It is estimated that nearly a million people were killed, and more than 10 million people were displaced by the cataclysmic Partition of India in 1947. My family was just one among these millions, uprooted from their village near Rawalpindi, and like the many million inheritors of this
blood-drenched shared history, we grew up hearing stories of unbelievable brutality and unbearable loss.
What is extraordinary about these accounts, passed down from generation to generation, is that the Partition is also of collective memory, through partial remembering and partial forgetting. We recall what ‘they’ did to ‘us’ — the cruelty, the rapes and abductions, the bodies dumped in wells, the desecration of shrines, the betrayals; but never what ‘we’ did to ‘them’, which in fact mirrors the same stories. Similar folklore built on selective amnesias follows the trail of every new communal and caste riot, every mass uprooting, each contributing more bricks to construct ever-taller fortresses of public rage and hate.

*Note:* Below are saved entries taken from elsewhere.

//! The Deployment reconciler loop: claims every `pending` deployment
//! FIFO-by-creation, applies it to the cluster, then polls `deploying`
//! deployments for the cluster's observed state, promoting to
//! `live`/`degraded`/`failed` as appropriate and superseding whatever
//! was previously live for that (service, environment) pair. Single
//! writer per deployment row: only this loop transitions deployment
//! status, so no other component races it.

use crate::cluster::{Cluster, DeploymentSpec};
use crate::store::Store;
use crate::webhook_dispatcher::{WebhookDispatcher, WebhookEvent};
use tracing::{error, info, warn};

pub async fn run_deployment_loop(
    store: &Store,
    cluster: &dyn Cluster,
    dispatcher: &WebhookDispatcher,
    deadline: std::time::Duration,
    encryption_key: Option<&str>,
) {
    claim_pending(store, cluster, dispatcher, encryption_key).await;
    poll_deploying(store, cluster, dispatcher, deadline).await;
}

/// Resolves the env vars a deployment's container needs from its
/// service's addon bindings: one `(env_var_name, connection_string)`
/// pair per binding to a `ready` addon, decrypting the addon's
/// `secret_ref` with the configured encryption key (§4.8). A binding
/// whose addon isn't ready yet, or whose secret fails to decrypt, is
/// skipped rather than failing the whole deployment — the service still
/// deploys, just without that one variable set.
async fn resolve_addon_env_vars(
    store: &Store,
    service_id: &str,
    encryption_key: Option<&str>,
) -> Vec<(String, String)> {
    let bindings = crate::store::addon::list_bindings_for_service(store.pool(), service_id)
        .await
        .unwrap_or_default();
    let key = encryption_key.map(crate::crypto::derive_key);

    let mut env_vars = Vec::new();
    for binding in bindings {
        if binding.status == "deleted" {
            continue;
        }
        let addon = match crate::store::addon::get(store.pool(), &binding.addon_id).await {
            Ok(addon) if addon.status == "ready" => addon,
            _ => continue,
        };
        let (Some(host), Some(port), Some(database_name), Some(username), Some(secret_ref)) = (
            addon.host.as_deref(),
            addon.port,
            addon.database_name.as_deref(),
            addon.username.as_deref(),
            addon.secret_ref.as_deref(),
        ) else {
            continue;
        };
        let secret = match crate::crypto::decrypt_if_encrypted(secret_ref, key.as_ref()) {
            Ok(secret) => secret,
            Err(err) => {
                warn!(error = %err, addon_id = %addon.id, "failed to decrypt addon secret for binding");
                continue;
            }
        };
        let connection_string =
            format!("{}://{}:{}@{}:{}/{}", addon.addon_type, username, secret, host, port, database_name);
        env_vars.push((binding.env_var_name, connection_string));
    }
    env_vars
}

async fn claim_pending(
    store: &Store,
    cluster: &dyn Cluster,
    dispatcher: &WebhookDispatcher,
    encryption_key: Option<&str>,
) {
    let pending = match crate::store::deployment::list_by_status(store.pool(), "pending").await {
        Ok(rows) => rows,
        Err(err) => {
            error!(error = %err, "failed to list pending deployments");
            return;
        }
    };

    for deployment in pending {
        if let Err(err) = crate::store::deployment::transition(
            store.pool(),
            &deployment.id,
            "pending",
            "deploying",
            None,
        )
        .await
        {
            warn!(error = %err, deployment_id = %deployment.id, "deployment already claimed");
            continue;
        }

        let service = match crate::store::service::get(store.pool(), &deployment.service_id).await {
            Ok(svc) => svc,
            Err(err) => {
                // No project to route a webhook event against without the
                // service row, so this one failure path falls back to the
                // service id — every later path uses the real project id.
                fail(store, dispatcher, &deployment.service_id, &deployment.id, &err.to_string()).await;
                continue;
            }
        };
        let project_id = &service.project_id;

        let release = match crate::store::release::get(store.pool(), &deployment.release_id).await {
            Ok(release) => release,
            Err(err) => {
                fail(store, dispatcher, project_id, &deployment.id, &err.to_string()).await;
                continue;
            }
        };
        let Some(image_uri) = release.image_uri else {
            fail(store, dispatcher, project_id, &deployment.id, "release has no image_uri").await;
            continue;
        };
        let environment = match crate::store::environment::get(store.pool(), &deployment.environment_id).await {
            Ok(env) => env,
            Err(err) => {
                fail(store, dispatcher, project_id, &deployment.id, &err.to_string()).await;
                continue;
            }
        };

        let env_vars = resolve_addon_env_vars(store, &service.id, encryption_key).await;

        let spec = DeploymentSpec {
            deployment_id: deployment.id.clone(),
            service_name: service.name.clone(),
            environment_name: environment.name,
            image_uri,
            replicas: deployment.replicas,
            env_vars,
        };

        if let Err(err) = cluster.apply(&spec).await {
            fail(store, dispatcher, project_id, &deployment.id, &err.to_string()).await;
            continue;
        }

        info!(deployment_id = %deployment.id, "deployment applied to cluster");
    }
}

async fn poll_deploying(
    store: &Store,
    cluster: &dyn Cluster,
    dispatcher: &WebhookDispatcher,
    deadline: std::time::Duration,
) {
    let deploying = match crate::store::deployment::list_by_status(store.pool(), "deploying").await {
        Ok(rows) => rows,
        Err(err) => {
            error!(error = %err, "failed to list deploying deployments");
            return;
        }
    };

    for deployment in deploying {
        if past_deadline(&deployment.created_at, deadline) {
            let project_id = crate::store::service::get(store.pool(), &deployment.service_id)
                .await
                .map(|svc| svc.project_id)
                .unwrap_or_else(|_| deployment.service_id.clone());
            fail(
                store,
                dispatcher,
                &project_id,
                &deployment.id,
                &format!("deployment exceeded {}s deadline", deadline.as_secs()),
            )
            .await;
            continue;
        }

        let observation = match cluster.status(&deployment.id).await {
            Ok(obs) => obs,
            Err(err) => {
                warn!(error = %err, deployment_id = %deployment.id, "cluster status check failed");
                continue;
            }
        };

        let health = if observation.healthy { "healthy" } else { "unhealthy" };
        let _ = crate::store::deployment::set_observed(
            store.pool(),
            &deployment.id,
            observation.observed_replicas,
            health,
        )
        .await;

        if observation.healthy && observation.observed_replicas >= deployment.replicas {
            if crate::store::deployment::transition(
                store.pool(),
                &deployment.id,
                "deploying",
                "live",
                None,
            )
            .await
            .is_ok()
            {
                let _ = crate::store::deployment::supersede_other_live(
                    store.pool(),
                    &deployment.service_id,
                    &deployment.environment_id,
                    &deployment.id,
                )
                .await;
                let _ = crate::store::service::set_health(store.pool(), &deployment.service_id, "healthy").await;
                crate::api::metrics::record_deployment_outcome("live");
                promote_linked_preview(store, &deployment.id).await;
                info!(deployment_id = %deployment.id, "deployment is live");
            }
        }
    }
}

/// Whether a deployment's age since creation exceeds the configured
/// per-service deploy deadline (§4.6.1); malformed timestamps never
/// trip the deadline rather than risk flapping a healthy deployment.
fn past_deadline(created_at: &str, deadline: std::time::Duration) -> bool {
    let Ok(created) = chrono::DateTime::parse_from_rfc3339(created_at) else {
        return false;
    };
    let age = chrono::Utc::now().signed_duration_since(created);
    age.num_seconds() >= 0 && age.num_seconds() as u64 >= deadline.as_secs()
}

/// A deployment created by `preview::provision`'s auto-deploy hand-off
/// carries its preview's id on `preview_environments.deployment_id`;
/// once that deployment goes live, the preview it belongs to is done
/// waking and ready to serve traffic.
async fn promote_linked_preview(store: &Store, deployment_id: &str) {
    if let Ok(Some(preview)) = crate::store::preview::get_by_deployment_id(store.pool(), deployment_id).await {
        let _ = crate::store::preview::transition_active(store.pool(), &preview.id).await;
    }
}

async fn fail_linked_preview(store: &Store, deployment_id: &str) {
    if let Ok(Some(preview)) = crate::store::preview::get_by_deployment_id(store.pool(), deployment_id).await {
        let _ = crate::store::preview::transition_failed(store.pool(), &preview.id).await;
    }
}

async fn fail(store: &Store, dispatcher: &WebhookDispatcher, project_id: &str, deployment_id: &str, message: &str) {
    let _ = crate::store::deployment::transition(
        store.pool(),
        deployment_id,
        "deploying",
        "failed",
        Some(message),
    )
    .await;
    crate::api::metrics::record_deployment_outcome("failed");
    fail_linked_preview(store, deployment_id).await;
    dispatcher.emit(WebhookEvent {
        project_id: project_id.to_string(),
        event_type: "deployment.failed".to_string(),
        event_id: crate::store::models::new_id(),
        data: serde_json::json!({ "deployment_id": deployment_id, "error": message }),
    });
    error!(deployment_id = %deployment_id, error = %message, "deployment failed");
}

#[cfg(test)]
mod tests {
    use super::*;
    use crate::cluster::fake::FakeCluster;

    #[tokio::test]
    async fn a_pending_deployment_linked_to_a_preview_promotes_it_to_active() {
        let store = Store::in_memory().await.unwrap();
        let pool = store.pool();
        let cluster = FakeCluster::new();

        crate::store::project::create(pool, "p1", "p1").await.unwrap();
        let svc = crate::store::service::create(
            pool, "p1", "svc1", "https://github.com/acme/app", None, "{}", false, None, None,
        )
        .await
        .unwrap();
        let env = crate::store::environment::create(pool, "p1", "preview", "p1-preview")
            .await
            .unwrap();
        let release = crate::store::release::create_pending(pool, &svc.id, "abc123", "hash1")
            .await
            .unwrap();
        crate::store::release::transition_ready(pool, &release.id, "registry.local/app:abc123", None, None)
            .await
            .unwrap();
        let deployment =
            crate::store::deployment::create_pending(pool, &svc.id, &release.id, &env.id, 1)
                .await
                .unwrap();

        let preview = crate::store::preview::create_pending(
            pool, &svc.id, 1, None, None, "feature/w", "main", "abc123", "pr-1", 30,
        )
        .await
        .unwrap();
        crate::store::preview::set_deployment(pool, &preview.id, &deployment.id, "deploying")
            .await
            .unwrap();

        let dispatcher = WebhookDispatcher::spawn(store.clone(), crate::config::WebhookConfig::default());
        let deadline = std::time::Duration::from_secs(600);

        // claim_pending applies the spec and moves it to "deploying"
        run_deployment_loop(&store, &cluster, &dispatcher, deadline, None).await;
        // poll_deploying observes it healthy immediately (FakeCluster) and promotes to live
        run_deployment_loop(&store, &cluster, &dispatcher, deadline, None).await;

        let deployment = crate::store::deployment::get(pool, &deployment.id).await.unwrap();
        assert_eq!(deployment.status, "live");

        let preview = crate::store::preview::get(pool, &preview.id).await.unwrap();
        assert_eq!(preview.status, "active");
    }

    #[tokio::test]
    async fn a_deploying_deployment_past_its_deadline_fails() {
        let store = Store::in_memory().await.unwrap();
        let pool = store.pool();
        let cluster = FakeCluster::new();

        crate::store::project::create(pool, "p1", "p1").await.unwrap();
        let svc = crate::store::service::create(
            pool, "p1", "svc1", "https://github.com/acme/app", None, "{}", false, None, None,
        )
        .await
        .unwrap();
        let env = crate::store::environment::create(pool, "p1", "prod", "p1-prod").await.unwrap();
        let release = crate::store::release::create_pending(pool, &svc.id, "abc123", "hash1")
            .await
            .unwrap();
        crate::store::release::transition_ready(pool, &release.id, "registry.local/app:abc123", None, None)
            .await
            .unwrap();
        let deployment =
            crate::store::deployment::create_pending(pool, &svc.id, &release.id, &env.id, 1)
                .await
                .unwrap();
        crate::store::deployment::transition(pool, &deployment.id, "pending", "deploying", None)
            .await
            .unwrap();

        let dispatcher = WebhookDispatcher::spawn(store.clone(), crate::config::WebhookConfig::default());
        // A zero-second deadline means any age at all counts as "past due".
        poll_deploying(&store, &cluster, &dispatcher, std::time::Duration::from_secs(0)).await;

        let deployment = crate::store::deployment::get(pool, &deployment.id).await.unwrap();
        assert_eq!(deployment.status, "failed");
    }
}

But there are, there always have been other stories — not just of what ‘they’ did to ‘us’; not even of what ‘we’ did to ‘them’; but also of lives saved, of courage, compassion, loyalty and forgiveness. Ashis Nandy led a team which recorded memories of Partition from people who had themselves lived through those tumultuous times. They found — on both sides of the religious divide and both sides of the border — that more than a quarter of the people reported that their lives were saved by people of the ‘other’ community.
One remarkable story is recounted by an old woman in Pakistan. Decades earlier, in the Partition carnage, she was abducted by a young Sikh man who tried to rape her. The boy’s father intervened, demanding that he release the woman. When he refused, a deadly scuffle ensued; the old man shot dead his own son, and saved her life.

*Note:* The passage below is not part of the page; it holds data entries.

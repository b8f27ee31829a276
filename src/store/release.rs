use super::models::{new_id, now_rfc3339, Release};
use crate::error::{Result, SwitchyardError};
use sqlx::{Executor, Sqlite};

/// Creates a release in `pending`. The version label is the next
/// monotonic integer for the service, computed via a subquery in the
/// same INSERT so the whole operation is a single statement against
/// the generic executor (repository functions that need more than one
/// statement can't stay generic over `E` — `&mut Transaction` isn't
/// `Copy` — so single-statement SQL is preferred wherever the shape
/// allows it).
pub async fn create_pending<'c, E>(
    exec: E,
    service_id: &str,
    commit_sha: &str,
    build_config_hash: &str,
) -> Result<Release>
where
    E: Executor<'c, Database = Sqlite>,
{
    let id = new_id();
    let now = now_rfc3339();

    sqlx::query(
        "INSERT INTO releases (id, service_id, version, commit_sha, build_config_hash,
            status, created_at, updated_at)
         VALUES (?, ?, (SELECT COALESCE(MAX(version), 0) + 1 FROM releases WHERE service_id = ?),
            ?, ?, 'pending', ?, ?)",
    )
    .bind(&id)
    .bind(service_id)
    .bind(service_id)
    .bind(commit_sha)
    .bind(build_config_hash)
    .bind(&now)
    .bind(&now)
    .execute(exec)
    .await
    .map_err(SwitchyardError::from)?;

    Ok(Release {
        id,
        service_id: service_id.to_string(),
        version: 0, // caller re-reads via `get` if the exact version is needed
        commit_sha: commit_sha.to_string(),
        build_config_hash: build_config_hash.to_string(),
        image_uri: None,
        status: "pending".to_string(),
        sbom_format: None,
        sbom_blob: None,
        signature: None,
        signature_verified_at: None,
        error_message: None,
        created_at: now.clone(),
        updated_at: now,
    })
}

pub async fn get<'c, E>(exec: E, id: &str) -> Result<Release>
where
    E: Executor<'c, Database = Sqlite>,
{
    sqlx::query_as::<_, Release>("SELECT * FROM releases WHERE id = ?")
        .bind(id)
        .fetch_optional(exec)
        .await
        .map_err(SwitchyardError::from)?
        .ok_or_else(|| SwitchyardError::not_found(format!("release {id}")))
}

/// The build-pipeline dedup key: `(service_id, commit_sha,
/// build_config_hash)`. Returns the most recent matching release, if
/// any, regardless of its status — callers decide what to do with an
/// in-flight vs. terminal match.
pub async fn find_by_fingerprint<'c, E>(
    exec: E,
    service_id: &str,
    commit_sha: &str,
    build_config_hash: &str,
) -> Result<Option<Release>>
where
    E: Executor<'c, Database = Sqlite>,
{
    sqlx::query_as::<_, Release>(
        "SELECT * FROM releases WHERE service_id = ? AND commit_sha = ? AND build_config_hash = ?
         ORDER BY created_at DESC LIMIT 1",
    )
    .bind(service_id)
    .bind(commit_sha)
    .bind(build_config_hash)
    .fetch_optional(exec)
    .await
    .map_err(SwitchyardError::from)
}

pub async fn list_for_service<'c, E>(exec: E, service_id: &str) -> Result<Vec<Release>>
where
    E: Executor<'c, Database = Sqlite>,
{
    sqlx::query_as::<_, Release>(
        "SELECT * FROM releases WHERE service_id = ? ORDER BY created_at DESC",
    )
    .bind(service_id)
    .fetch_all(exec)
    .await
    .map_err(SwitchyardError::from)
}

pub async fn transition_building<'c, E>(exec: E, id: &str) -> Result<()>
where
    E: Executor<'c, Database = Sqlite>,
{
    sqlx::query(
        "UPDATE releases SET status = 'building', updated_at = ? WHERE id = ? AND status = 'pending'",
    )
    .bind(now_rfc3339())
    .bind(id)
    .execute(exec)
    .await
    .map_err(SwitchyardError::from)?;
    Ok(())
}

/// Sets the release to `ready` with its image URI (and optional SBOM).
/// Per the invariant in spec.md §3/§8, a release in {ready, failed} is
/// never mutated again except for signature attachment, so this only
/// applies against rows still in a non-terminal status.
pub async fn transition_ready<'c, E>(
    exec: E,
    id: &str,
    image_uri: &str,
    sbom_format: Option<&str>,
    sbom_blob: Option<&str>,
) -> Result<()>
where
    E: Executor<'c, Database = Sqlite>,
{
    sqlx::query(
        "UPDATE releases SET status = 'ready', image_uri = ?, sbom_format = ?, sbom_blob = ?, updated_at = ?
         WHERE id = ? AND status != 'ready' AND status != 'failed'",
    )
    .bind(image_uri)
    .bind(sbom_format)
    .bind(sbom_blob)
    .bind(now_rfc3339())
    .bind(id)
    .execute(exec)
    .await
    .map_err(SwitchyardError::from)?;
    Ok(())
}

pub async fn transition_failed<'c, E>(exec: E, id: &str, error_message: &str) -> Result<()>
where
    E: Executor<'c, Database = Sqlite>,
{
    sqlx::query(
        "UPDATE releases SET status = 'failed', error_message = ?, updated_at = ?
         WHERE id = ? AND status != 'ready' AND status != 'failed'",
    )
    .bind(error_message)
    .bind(now_rfc3339())
    .bind(id)
    .execute(exec)
    .await
    .map_err(SwitchyardError::from)?;
    Ok(())
}

/// Attaches a verification signature to an already-`ready` release —
/// the single mutation spec.md §3 permits after a release reaches a
/// terminal status.
pub async fn attach_signature<'c, E>(exec: E, id: &str, signature: &str) -> Result<()>
where
    E: Executor<'c, Database = Sqlite>,
{
    let result = sqlx::query(
        "UPDATE releases SET signature = ?, signature_verified_at = ?, updated_at = ?
         WHERE id = ? AND status = 'ready'",
    )
    .bind(signature)
    .bind(now_rfc3339())
    .bind(now_rfc3339())
    .bind(id)
    .execute(exec)
    .await
    .map_err(SwitchyardError::from)?;

    if result.rows_affected() == 0 {
        return Err(SwitchyardError::invalid(
            "signature can only be attached to a ready release",
        ));
    }
    Ok(())
}

#[cfg(test)]
mod tests {
    use super::*;
    use crate::store::Store;

    #[tokio::test]
    async fn fingerprint_reuses_latest_matching_release() {
        let store = Store::in_memory().await.unwrap();
        let pool = store.pool();
        crate::store::project::create(pool, "p1", "p1").await.unwrap();
        let svc = crate::store::service::create(
            pool,
            "p1",
            "svc1",
            "https://github.com/acme/app",
            None,
            "{}",
            false,
            None,
            None,
        )
        .await
        .unwrap();

        create_pending(pool, &svc.id, "abc123", "hash1").await.unwrap();
        let found = find_by_fingerprint(pool, &svc.id, "abc123", "hash1")
            .await
            .unwrap();
        assert!(found.is_some());

        let none = find_by_fingerprint(pool, &svc.id, "def456", "hash1")
            .await
            .unwrap();
        assert!(none.is_none());
    }

    #[tokio::test]
    async fn attach_signature_requires_a_ready_release() {
        let store = Store::in_memory().await.unwrap();
        let pool = store.pool();
        crate::store::project::create(pool, "p1", "p1").await.unwrap();
        let svc = crate::store::service::create(
            pool, "p1", "svc1", "https://github.com/acme/app", None, "{}", false, None, None,
        )
        .await
        .unwrap();
        let release = create_pending(pool, &svc.id, "abc123", "hash1").await.unwrap();

        let err = attach_signature(pool, &release.id, "sig").await;
        assert!(err.is_err());

        transition_ready(pool, &release.id, "registry.local/app:abc123", None, None)
            .await
            .unwrap();
        attach_signature(pool, &release.id, "sig").await.unwrap();

        let release = get(pool, &release.id).await.unwrap();
        assert_eq!(release.signature.as_deref(), Some("sig"));
    }
}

These stories, though not uncommon, are rarely recounted or celebrated. In Indore in 1984, where I served as a young district officer during the anti-Sikh carnage, a 22 year-old Jain shopkeeper took into his home his terrified Sikh neighbour. When murderous mobs still tried to force their way into his home, he resolutely stood between them and the Sikh family. They attacked him with knives, and he died saving the family. In my work for over a decade among survivors of the Gujarat massacre in 2002, I have found many more Hindus who saved lives than took them.
Public rage also surrounds those who commit heinous crimes. For the rapists and killers of the student in a bus in Delhi last winter, we will settle for nothing less than hanging, even for the boy perpetrator. When one of them allegedly hangs himself, people feel cheated that he was able to slyly slip away, evading the public satisfaction of his punishment. When I, or most recently actor Rahul Bose, suggest that everyone, including even the rapists, should have the chance to reform, this is bitterly attacked. Some ask: what would you have done if your own loved ones were attacked? Would you then have spoken of forgiveness and reform?
Amitava Kumar writes of one such couple, the Grosmaires, who were confronted by just such a choice. In March 2010 in Florida, their 19-year-old daughter Ann was killed in a moment of blind rage by her boyfriend Conor of the same age. The boy was sentenced to spend his entire life in jail. The appeal against this order was filed not just by the boy’s parents, but also by the parents of the girl he had killed. They wanted the boy to spend no more than 10 to 15 years in jail, and Conor’s father agreed.
They didn’t forgive Conor for his sake, but their own, Kumar writes; this is what the Grosmaires said to New York Times reporter Tullis. Ann’s mother’s words were: “Forgiveness for me was self-preservation.” For his part, Conor told Tullis, “With the Grosmaires’ forgiveness, I could accept the responsibility and not be condemned.” Kumar adds that if Conor ‘‘had simply been turned into an enemy, he could have escaped the human contract, but by accepting him, the Grosmaires had drawn him into the circle of obligation. He was going to have to do good enough for two”.
Closer home, after her husband, a missionary who had served leprosy patients in tribal Odisha for more than three decades, was burnt alive with her two young sons,
Gladys Staines forgave the killers, declaring: “It is far from my mind to punish the persons who were responsible for the death of my husband Graham and my two children. But it is my desire and hope that they would repent and would be reformed.”
The last act of the Arya Samaj founder Swami Dayanand in 1883 was to forgive his killer, and to help him escape. He was poisoned by a cook, part of a conspiracy of persons opposed to his Hindu social reforms. The cook confessed, and Dayanand gave a bag of money to help him escape before he died.
The time has come when people the world over are challenged to discover new ways to respond to people we believe caused us grave harm. Punishment is important to deter and discourage crime. But we may also find that rage, revenge and hate trap us no less than those who have caused us suffering and loss.
If the survivors of Partition violence, of innumerable communal and caste riots, of terrorist attacks, of displacement from their homelands like the Kashmiri
Pandits, and of heinous crimes of rape and murder, are ultimately to find closure and healing, we need to find public spaces for both justice and forgiveness. Justice is critical, but if we learn to temper justice with compassion, the world may become a kinder, fairer and safer place for all.